━━━ DATA PROVIDED

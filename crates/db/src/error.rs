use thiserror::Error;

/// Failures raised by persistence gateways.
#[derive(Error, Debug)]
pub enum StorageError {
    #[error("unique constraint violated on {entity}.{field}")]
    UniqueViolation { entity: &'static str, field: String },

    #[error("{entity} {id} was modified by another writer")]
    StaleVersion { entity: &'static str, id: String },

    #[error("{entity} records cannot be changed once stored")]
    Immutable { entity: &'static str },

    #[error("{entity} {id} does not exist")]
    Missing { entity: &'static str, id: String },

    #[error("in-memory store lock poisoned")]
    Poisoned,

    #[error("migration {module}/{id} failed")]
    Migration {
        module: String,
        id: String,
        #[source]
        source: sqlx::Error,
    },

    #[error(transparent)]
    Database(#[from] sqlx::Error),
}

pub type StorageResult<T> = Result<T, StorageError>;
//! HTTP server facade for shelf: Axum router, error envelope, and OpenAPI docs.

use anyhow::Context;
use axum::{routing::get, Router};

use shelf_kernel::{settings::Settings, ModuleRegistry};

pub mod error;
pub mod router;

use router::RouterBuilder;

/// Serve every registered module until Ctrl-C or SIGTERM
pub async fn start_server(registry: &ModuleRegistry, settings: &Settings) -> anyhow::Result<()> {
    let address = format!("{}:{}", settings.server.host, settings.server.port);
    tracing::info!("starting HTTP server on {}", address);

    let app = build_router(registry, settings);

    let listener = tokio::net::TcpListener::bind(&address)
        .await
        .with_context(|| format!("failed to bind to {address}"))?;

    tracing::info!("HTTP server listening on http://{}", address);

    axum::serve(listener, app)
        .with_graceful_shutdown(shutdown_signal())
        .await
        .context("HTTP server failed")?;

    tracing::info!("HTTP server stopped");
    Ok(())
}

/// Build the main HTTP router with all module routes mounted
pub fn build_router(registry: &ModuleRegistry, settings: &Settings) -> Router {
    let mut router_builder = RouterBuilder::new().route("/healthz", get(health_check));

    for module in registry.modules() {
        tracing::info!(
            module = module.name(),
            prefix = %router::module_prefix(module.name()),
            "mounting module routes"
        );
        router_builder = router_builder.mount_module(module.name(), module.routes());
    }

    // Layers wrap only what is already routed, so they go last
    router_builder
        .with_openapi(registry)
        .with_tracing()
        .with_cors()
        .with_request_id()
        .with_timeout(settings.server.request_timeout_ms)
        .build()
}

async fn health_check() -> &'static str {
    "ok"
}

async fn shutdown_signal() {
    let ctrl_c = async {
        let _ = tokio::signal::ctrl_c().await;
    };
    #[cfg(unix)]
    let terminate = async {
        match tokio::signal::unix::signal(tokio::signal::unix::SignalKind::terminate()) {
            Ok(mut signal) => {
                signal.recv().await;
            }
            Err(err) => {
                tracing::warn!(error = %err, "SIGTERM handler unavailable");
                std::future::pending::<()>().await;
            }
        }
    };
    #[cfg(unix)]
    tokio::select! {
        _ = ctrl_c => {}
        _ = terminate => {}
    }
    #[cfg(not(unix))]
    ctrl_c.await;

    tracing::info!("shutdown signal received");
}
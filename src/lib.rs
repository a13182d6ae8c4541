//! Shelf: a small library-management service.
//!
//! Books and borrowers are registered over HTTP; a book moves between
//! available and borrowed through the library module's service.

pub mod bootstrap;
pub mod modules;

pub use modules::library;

━━━━━━
━━━ DATA PROVIDED

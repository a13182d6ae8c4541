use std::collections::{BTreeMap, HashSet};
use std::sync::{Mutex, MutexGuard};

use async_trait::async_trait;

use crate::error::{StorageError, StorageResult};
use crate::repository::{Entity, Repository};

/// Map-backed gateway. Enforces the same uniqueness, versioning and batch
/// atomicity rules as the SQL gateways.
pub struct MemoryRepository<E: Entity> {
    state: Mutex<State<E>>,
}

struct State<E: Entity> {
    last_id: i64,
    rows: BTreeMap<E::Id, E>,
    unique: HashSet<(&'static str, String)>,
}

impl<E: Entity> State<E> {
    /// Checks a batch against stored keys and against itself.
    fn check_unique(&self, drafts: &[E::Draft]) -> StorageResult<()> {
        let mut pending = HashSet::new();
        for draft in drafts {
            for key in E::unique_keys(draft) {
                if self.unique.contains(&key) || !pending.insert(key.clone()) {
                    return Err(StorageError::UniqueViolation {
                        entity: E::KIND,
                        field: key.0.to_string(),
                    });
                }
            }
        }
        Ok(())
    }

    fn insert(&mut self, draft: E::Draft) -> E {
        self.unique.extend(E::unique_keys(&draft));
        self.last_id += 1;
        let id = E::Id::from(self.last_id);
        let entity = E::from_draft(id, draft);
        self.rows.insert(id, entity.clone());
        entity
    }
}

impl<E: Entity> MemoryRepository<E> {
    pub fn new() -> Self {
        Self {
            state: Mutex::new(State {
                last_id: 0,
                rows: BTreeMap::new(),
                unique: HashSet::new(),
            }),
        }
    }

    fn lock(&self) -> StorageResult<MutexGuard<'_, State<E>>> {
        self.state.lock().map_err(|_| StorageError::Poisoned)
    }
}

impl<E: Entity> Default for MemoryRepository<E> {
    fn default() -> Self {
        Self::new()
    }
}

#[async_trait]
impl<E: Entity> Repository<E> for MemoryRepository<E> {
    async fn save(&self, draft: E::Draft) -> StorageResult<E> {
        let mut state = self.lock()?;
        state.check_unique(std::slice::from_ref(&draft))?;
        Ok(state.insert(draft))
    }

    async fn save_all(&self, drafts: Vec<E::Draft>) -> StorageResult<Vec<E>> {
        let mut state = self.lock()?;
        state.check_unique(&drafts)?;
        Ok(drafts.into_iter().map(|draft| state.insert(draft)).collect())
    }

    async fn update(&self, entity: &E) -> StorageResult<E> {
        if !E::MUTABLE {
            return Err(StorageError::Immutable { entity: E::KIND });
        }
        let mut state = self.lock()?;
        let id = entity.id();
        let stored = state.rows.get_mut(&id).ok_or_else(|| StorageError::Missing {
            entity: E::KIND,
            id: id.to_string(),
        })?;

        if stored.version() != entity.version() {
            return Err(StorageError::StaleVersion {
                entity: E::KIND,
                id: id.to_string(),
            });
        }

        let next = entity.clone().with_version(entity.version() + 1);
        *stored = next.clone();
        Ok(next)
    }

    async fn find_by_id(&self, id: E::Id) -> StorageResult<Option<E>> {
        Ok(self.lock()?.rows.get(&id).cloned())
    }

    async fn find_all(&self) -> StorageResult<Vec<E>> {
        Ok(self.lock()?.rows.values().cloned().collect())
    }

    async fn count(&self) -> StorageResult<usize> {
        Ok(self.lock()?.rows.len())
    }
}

━━━━━━

→ **WHAT IS BEING ASKED**:
Take from the material above every line that includes the word "await".

→ **OUTPUT OF THE EXERCISE**:
        .await
        .await
        let _ = tokio::signal::ctrl_c().await;
                signal.recv().await;
                std::future::pending::<()>().await;
    ctrl_c.await;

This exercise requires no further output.